Some of these patterns are based on signatures of microphysical features in convective or stratiform clouds. For example, Awaka’s radar-based cloud type algorithms attempt to resolve the radar bright band caused by melting precipitation in the stratiform region. Others rely on qualitative aspects of convective and stratiform clouds – for example, that convective clouds are tall and textured while stratiform clouds are comparably low and smooth. This type of classification lends itself well to computational / statistical pattern recognition methods including machine learning. For example, the ABI cloud type algorithm published by Liu et al. (2019) uses a Deep Neural Network (DNN) machine learning scheme to determine which combination of visible and infrared spectral parameters optimizes the convective / stratiform classification problem.

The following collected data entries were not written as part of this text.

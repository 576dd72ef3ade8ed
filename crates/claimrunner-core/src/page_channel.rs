//! Bounded-wait request/response channel to the page agent.
//!
//! Commands are fire-and-forget; replies land in a slot on the page that is
//! polled until a deadline. Nothing here blocks on the page indefinitely.

use std::sync::Arc;
use std::time::Duration;

use tokio::time::Instant;
use tracing::{debug, trace};

use claimrunner_protocols::{
    BrowserError, ClickDriver, DriverCommand, DriverReport, ReferencePoint, Slot, SlotValue,
    TabHandle,
};

#[derive(Clone)]
pub struct PageChannel {
    driver: Arc<dyn ClickDriver>,
}

impl PageChannel {
    pub fn new(driver: Arc<dyn ClickDriver>) -> Self {
        Self { driver }
    }

    pub async fn attach(&self, tab: &TabHandle) -> Result<(), BrowserError> {
        self.driver.attach(tab).await
    }

    pub async fn send(&self, tab: &TabHandle, command: DriverCommand) -> Result<(), BrowserError> {
        debug!("Dispatching {} to tab {}", command.name(), tab.id);
        self.driver.dispatch(tab, command).await
    }

    /// Poll `slot` until a value satisfying `accept` shows up or `timeout`
    /// elapses. Read errors count as "nothing yet".
    pub async fn await_slot<F>(
        &self,
        tab: &TabHandle,
        slot: Slot,
        timeout: Duration,
        poll: Duration,
        accept: F,
    ) -> Option<SlotValue>
    where
        F: Fn(&SlotValue) -> bool,
    {
        let deadline = Instant::now() + timeout;
        loop {
            match self.driver.read_slot(tab, slot).await {
                Ok(Some(value)) if accept(&value) => return Some(value),
                Ok(_) => {}
                Err(e) => trace!("Slot {:?} read failed on tab {}: {}", slot, tab.id, e),
            }

            let now = Instant::now();
            if now >= deadline {
                return None;
            }
            tokio::time::sleep(poll.min(deadline - now)).await;
        }
    }

    /// Wait for the user to click on the capture overlay.
    pub async fn await_point(
        &self,
        tab: &TabHandle,
        timeout: Duration,
        poll: Duration,
    ) -> Option<ReferencePoint> {
        let value = self
            .await_slot(tab, Slot::Point, timeout, poll, |v| {
                matches!(v, SlotValue::Point(_))
            })
            .await?;
        match value {
            SlotValue::Point(point) => Some(point),
            SlotValue::Report(_) => None,
        }
    }

    /// Wait for the report of a replayed click.
    pub async fn await_click_report(
        &self,
        tab: &TabHandle,
        timeout: Duration,
        poll: Duration,
    ) -> Option<DriverReport> {
        let value = self
            .await_slot(tab, Slot::LastResult, timeout, poll, |v| {
                matches!(v, SlotValue::Report(DriverReport::ClickAt { .. }))
            })
            .await?;
        match value {
            SlotValue::Report(report) => Some(report),
            SlotValue::Point(_) => None,
        }
    }
}
//! Configuration loader.

use std::fs;
use std::path::{Path, PathBuf};

use crate::error::ConfigError;
use crate::schema::Config;

/// Configuration loader with environment variable substitution.
pub struct ConfigLoader;

impl ConfigLoader {
    /// Load configuration from a TOML file.
    pub fn load(path: &Path) -> Result<Config, ConfigError> {
        if !path.exists() {
            return Err(ConfigError::NotFound(path.display().to_string()));
        }
        let content = fs::read_to_string(path)?;
        Self::load_str(&content)
    }

    /// Load configuration from a file, falling back to defaults when it is missing.
    pub fn load_or_default(path: &Path) -> Result<Config, ConfigError> {
        match Self::load(path) {
            Err(ConfigError::NotFound(_)) => Ok(Config::default()),
            other => other,
        }
    }

    /// Load configuration from a string.
    pub fn load_str(content: &str) -> Result<Config, ConfigError> {
        let expanded = Self::expand_env_vars(content)?;
        Ok(toml::from_str(&expanded)?)
    }

    /// Expand environment variables written as `${VAR}`.
    fn expand_env_vars(content: &str) -> Result<String, ConfigError> {
        let re = regex::Regex::new(r"\$\{([^}]+)\}").map_err(|e| ConfigError::InvalidValue {
            field: "env".to_string(),
            message: e.to_string(),
        })?;

        let mut result = content.to_string();
        for cap in re.captures_iter(content) {
            let var_name = &cap[1];
            let var_value = std::env::var(var_name)
                .map_err(|_| ConfigError::EnvVarNotSet(var_name.to_string()))?;
            result = result.replace(&cap[0], &var_value);
        }

        Ok(result)
    }

    /// Expand shell-style paths (e.g., `~/.claimrunner`).
    pub fn expand_path(path: &Path) -> PathBuf {
        PathBuf::from(shellexpand::tilde(&path.to_string_lossy()).to_string())
    }
}
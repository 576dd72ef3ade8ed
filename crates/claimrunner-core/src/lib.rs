//! # claimrunner core
//!
//! The stateful part of claimrunner:
//!
//! - [`ClaimedSet`] - durable set of claimed item ids with change notifications
//! - [`TabSequencer`] - processes a URL list one tab at a time, capturing the
//!   calibration point once and reusing it
//! - [`AutoScanner`] - periodic re-scan of the active tab, filtered against the
//!   claimed set
//! - [`Controller`] - the owned state object behind the control surface
//!
//! Browser access goes exclusively through the collaborator traits of
//! `claimrunner-protocols`.

pub mod claimed;
pub mod control;
pub mod error;
pub mod page_channel;
pub mod scan;
pub mod sequencer;

pub use claimed::{ClaimStorage, ClaimedSet, FileClaimStorage, MemoryClaimStorage};
pub use control::{ControlRequest, ControlResponse, Controller, StateView};
pub use error::SequencerError;
pub use page_channel::PageChannel;
pub use scan::{AutoScanner, ScanOutcome, ScanReport};
pub use sequencer::{RunHandle, RunPhase, RunProgress, RunSummary, TabOutcome, TabSequencer};
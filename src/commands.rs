//! One-shot CLI commands.

use std::error::Error;
use std::path::Path;

use serde_json::Value;
use tracing::{info, warn};

use claimrunner_config::Config;
use claimrunner_protocols::{normalize_id, LinkCandidate};

use crate::cli::ClaimedAction;
use crate::server::{open_claimed, Services};

/// Process every URL in `file` once, then print the run summary as JSON.
///
/// Ctrl-C stops the run after the current tab.
pub(crate) async fn run_file(
    config: Config,
    file: &Path,
    background: bool,
) -> Result<(), Box<dyn Error>> {
    let list = tokio::fs::read_to_string(file).await?;
    let services = Services::build(&config).await?;
    let sequencer = services.controller.sequencer().clone();

    let handle = sequencer.start(&[list], !background)?;
    info!("Run started from {}", file.display());

    let wait = handle.wait();
    tokio::pin!(wait);

    let summary = tokio::select! {
        summary = &mut wait => summary?,
        _ = tokio::signal::ctrl_c() => {
            warn!("Stopping after the current tab");
            sequencer.stop();
            wait.await?
        }
    };

    info!(
        "Run finished: {}/{} processed, {} claim(s) found, {} failure(s)",
        summary.processed,
        summary.total,
        summary.claims_found(),
        summary.failures()
    );
    println!("{}", serde_json::to_string_pretty(&summary)?);

    services.browser.close().await;
    Ok(())
}

pub(crate) async fn claimed(config: Config, action: ClaimedAction) -> Result<(), Box<dyn Error>> {
    let claimed = open_claimed(&config).await?;

    match action {
        ClaimedAction::List => {
            for id in claimed.snapshot() {
                println!("{}", id);
            }
        }
        ClaimedAction::Add { id } => {
            let id = normalize_id(&Value::String(id.clone()))
                .ok_or_else(|| format!("invalid id: {}", id))?;
            if claimed.add(id).await {
                println!("added {}", id);
            } else {
                println!("{} already claimed", id);
            }
        }
    }

    Ok(())
}

/// Print the active tab's recent links whose id is not claimed yet.
pub(crate) async fn links(config: Config) -> Result<(), Box<dyn Error>> {
    let services = Services::build(&config).await?;
    let controller = &services.controller;

    let reply = controller.extract_links().await;
    let links = match (reply.ok, reply.links) {
        (true, Some(links)) => links,
        _ => {
            let code = reply.error.unwrap_or_else(|| "unknown_error".to_string());
            let message = reply.message.unwrap_or_default();
            return Err(format!("{}: {}", code, message).into());
        }
    };

    let unclaimed: Vec<LinkCandidate> = links
        .into_iter()
        .filter(|l| l.id.is_none_or(|id| !controller.claimed().contains(id)))
        .collect();

    for link in &unclaimed {
        println!("{}", link.to_line());
    }
    info!("{} unclaimed link(s)", unclaimed.len());

    services.browser.close().await;
    Ok(())
}
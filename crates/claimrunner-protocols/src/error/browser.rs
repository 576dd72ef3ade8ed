//! Browser collaborator errors.

use thiserror::Error;

/// Errors reported by a [`TabHost`](crate::TabHost), [`ClickDriver`](crate::ClickDriver)
/// or [`PageProbe`](crate::PageProbe).
#[derive(Debug, Error)]
pub enum BrowserError {
    #[error("Connection failed: {0}")]
    ConnectionFailed(String),

    #[error("Browser not connected")]
    NotConnected,

    #[error("Chrome not found. Please install Google Chrome.")]
    ChromeNotFound,

    #[error("Failed to launch Chrome: {0}")]
    LaunchFailed(String),

    #[error("Tab not found: {0}")]
    TabNotFound(String),

    #[error("No active tab")]
    NoActiveTab,

    #[error("Navigation failed: {0}")]
    NavigationFailed(String),

    #[error("Page script error: {0}")]
    PageScript(String),

    #[error("Timeout: {0}")]
    Timeout(String),

    #[error("Action failed: {0}")]
    ActionFailed(String),
}

impl BrowserError {
    /// Short machine-readable code used in control-surface responses.
    pub fn code(&self) -> &'static str {
        match self {
            BrowserError::ConnectionFailed(_)
            | BrowserError::NotConnected
            | BrowserError::ChromeNotFound
            | BrowserError::LaunchFailed(_) => "browser_unavailable",
            BrowserError::TabNotFound(_) => "tab_not_found",
            BrowserError::NoActiveTab => "no_active_tab",
            BrowserError::NavigationFailed(_) => "navigation_failed",
            BrowserError::PageScript(_) => "page_eval_error",
            BrowserError::Timeout(_) => "timeout",
            BrowserError::ActionFailed(_) => "action_failed",
        }
    }
}
//! Sequential tab processing.
//!
//! A run walks an ordered URL list one tab at a time. The first tab of the
//! first run asks the user for a calibration click; the captured point is then
//! replayed on every later tab, in this run and in later ones.

mod run;
mod state;

pub use state::{RunPhase, RunProgress, RunSummary, TabOutcome};

use std::sync::Arc;

use parking_lot::{Mutex, RwLock};
use tokio::task::{JoinError, JoinHandle};
use tokio_util::sync::CancellationToken;
use tracing::{debug, info};

use claimrunner_config::SequencerConfig;
use claimrunner_protocols::{ClickDriver, PageProbe, ReferencePoint, TabHost, TargetUrl};

use crate::error::SequencerError;
use crate::page_channel::PageChannel;

#[cfg(test)]
#[path = "sequencer_tests.rs"]
mod tests;

struct RunState {
    phase: RunPhase,
    cancel: Option<CancellationToken>,
    progress: RunProgress,
}

struct Inner {
    tabs: Arc<dyn TabHost>,
    probe: Arc<dyn PageProbe>,
    channel: PageChannel,
    config: SequencerConfig,
    state: Mutex<RunState>,
    reference: RwLock<Option<ReferencePoint>>,
}

/// Owns the run state machine `Idle -> Running -> (Idle | Stopping -> Idle)`.
#[derive(Clone)]
pub struct TabSequencer {
    inner: Arc<Inner>,
}

/// Handle on a spawned run.
pub struct RunHandle {
    handle: JoinHandle<RunSummary>,
}

impl RunHandle {
    /// Wait for the run to finish.
    pub async fn wait(self) -> Result<RunSummary, JoinError> {
        self.handle.await
    }

    pub fn is_finished(&self) -> bool {
        self.handle.is_finished()
    }
}

/// Puts the sequencer back to `Idle` when the run task ends, however it ends.
struct PhaseReset(Arc<Inner>);

impl Drop for PhaseReset {
    fn drop(&mut self) {
        let mut state = self.0.state.lock();
        state.phase = RunPhase::Idle;
        state.cancel = None;
        if state.progress.finished_at.is_none() {
            state.progress.finished_at = Some(chrono::Utc::now());
        }
    }
}

impl TabSequencer {
    pub fn new(
        tabs: Arc<dyn TabHost>,
        driver: Arc<dyn ClickDriver>,
        probe: Arc<dyn PageProbe>,
        config: SequencerConfig,
    ) -> Self {
        Self {
            inner: Arc::new(Inner {
                tabs,
                probe,
                channel: PageChannel::new(driver),
                config,
                state: Mutex::new(RunState {
                    phase: RunPhase::Idle,
                    cancel: None,
                    progress: RunProgress::default(),
                }),
                reference: RwLock::new(None),
            }),
        }
    }

    /// Start processing `urls`. Each entry may hold several lines; blank lines
    /// are dropped and `#id=` annotations are stripped.
    pub fn start<S: AsRef<str>>(
        &self,
        urls: &[S],
        open_in_foreground: bool,
    ) -> Result<RunHandle, SequencerError> {
        let targets = TargetUrl::parse_list(urls);
        let cancel = CancellationToken::new();

        {
            let mut state = self.inner.state.lock();
            if state.phase != RunPhase::Idle {
                return Err(SequencerError::AlreadyRunning);
            }
            if targets.is_empty() {
                return Err(SequencerError::EmptyUrlList);
            }
            state.phase = RunPhase::Running;
            state.cancel = Some(cancel.clone());
            state.progress = RunProgress::begin(targets.len(), open_in_foreground);
        }

        info!(
            "Run started with {} URLs (foreground: {})",
            targets.len(),
            open_in_foreground
        );

        let inner = self.inner.clone();
        let handle = tokio::spawn(async move {
            let _reset = PhaseReset(inner.clone());
            inner.run(targets, open_in_foreground, cancel).await
        });

        Ok(RunHandle { handle })
    }

    /// Ask the current run to stop after the URL in progress.
    ///
    /// Returns `false` when there was no running run.
    pub fn stop(&self) -> bool {
        let mut state = self.inner.state.lock();
        if state.phase != RunPhase::Running {
            debug!("Stop requested while {}", state.phase.as_str());
            return false;
        }
        state.phase = RunPhase::Stopping;
        if let Some(cancel) = &state.cancel {
            cancel.cancel();
        }
        info!("Run stop requested");
        true
    }

    pub fn phase(&self) -> RunPhase {
        self.inner.state.lock().phase
    }

    pub fn is_running(&self) -> bool {
        self.phase().is_active()
    }

    pub fn reference_point(&self) -> Option<ReferencePoint> {
        *self.inner.reference.read()
    }

    pub fn progress(&self) -> RunProgress {
        self.inner.state.lock().progress.clone()
    }
}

While the Liu et al. (2019) algorithm performs reasonably well on the validation data, it is not clear why this specific combination of spectral parameters is best from a physics perspective, or whether it is applicable for all regions and storm types. The study area encompassed the east coast of the United States from South Carolina to Delaware, and the two depicted cases occurred in the same 18:00–18:30 UTC window on different days. The study did not include analyses of mature Mesoscale Convective Systems (MCSs) over the Great Plains in North America or the La Plata Basin in South America – both within the ABI Field of View (FOV). These storms produce some of the largest active stratiform regions on Earth and tend to occur late in the day (and overnight), which may cause issues in how the Liu et al. (2019) algorithm interprets radiances from the visible ABI bands.
Both physics-based and machine learning algorithms have merit in research and applications, but they differ in the type of perspective and depth of insight into the inner-workings of convective systems that they provide. For this reason, it is advantageous to combine multiple approaches from multipletype assessment.
The Geostationary Lightning Mapper (GLM) may be able to contribute its own, independent, assessment of thunderstorm cloud types based on lightning physics. While the common perception of lightning is that it is a primarily vertical process – either between different charge layers in the cloud, or between the cloud and the ground – the vertical extent of normal lightning is limited to the height of the tropopause (10–20 km depending on the location and season). In the horizontal direction, however, lightning propagation is only limited by the extent of the electrified cloud that it can access and the favorability of the thunderstorm charge structure for lateral development.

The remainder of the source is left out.